(RECORDED DATA begins)

use crate::geo::{DistanceModel, GeoPoint, ground_distance};
use serde::{Deserialize, Serialize};

/// An ordered polyline produced by a routing service.
///
/// Fewer than two points means no route is available; such a value is
/// still a valid `Route` and every check treats it as "nothing to be on".
#[derive(Debug, Clone, Default, PartialEq, Serialize, Deserialize)]
pub struct Route {
    pub points: Vec<GeoPoint>,
}

impl Route {
    pub fn new(points: Vec<GeoPoint>) -> Self {
        Self { points }
    }

    pub fn empty() -> Self {
        Self::default()
    }

    pub fn len(&self) -> usize {
        self.points.len()
    }

    pub fn is_empty(&self) -> bool {
        self.points.is_empty()
    }

    pub fn is_available(&self) -> bool {
        self.points.len() >= 2
    }

    pub fn start(&self) -> Option<GeoPoint> {
        self.points.first().copied()
    }

    pub fn end(&self) -> Option<GeoPoint> {
        self.points.last().copied()
    }

    /// Consecutive `(start, end)` pairs. Empty for routes with fewer than two points.
    pub fn segments(&self) -> impl Iterator<Item = (GeoPoint, GeoPoint)> + '_ {
        self.points.windows(2).map(|w| (w[0], w[1]))
    }

    pub fn length_m(&self, model: DistanceModel) -> f64 {
        self.segments()
            .map(|(a, b)| ground_distance(a, b, model))
            .sum()
    }
}

impl From<Vec<GeoPoint>> for Route {
    fn from(points: Vec<GeoPoint>) -> Self {
        Self::new(points)
    }
}

impl FromIterator<GeoPoint> for Route {
    fn from_iter<I: IntoIterator<Item = GeoPoint>>(iter: I) -> Self {
        Self::new(iter.into_iter().collect())
    }
}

(RECORDED DATA ends)

§ BRIEF
Pick from the records each line that contains the word "Item" and show it.

§ ANSWER TO THIS EXERCISE
    pub fn segments(&self) -> impl Iterator<Item = (GeoPoint, GeoPoint)> + '_ {
    fn from_iter<I: IntoIterator<Item = GeoPoint>>(iter: I) -> Self {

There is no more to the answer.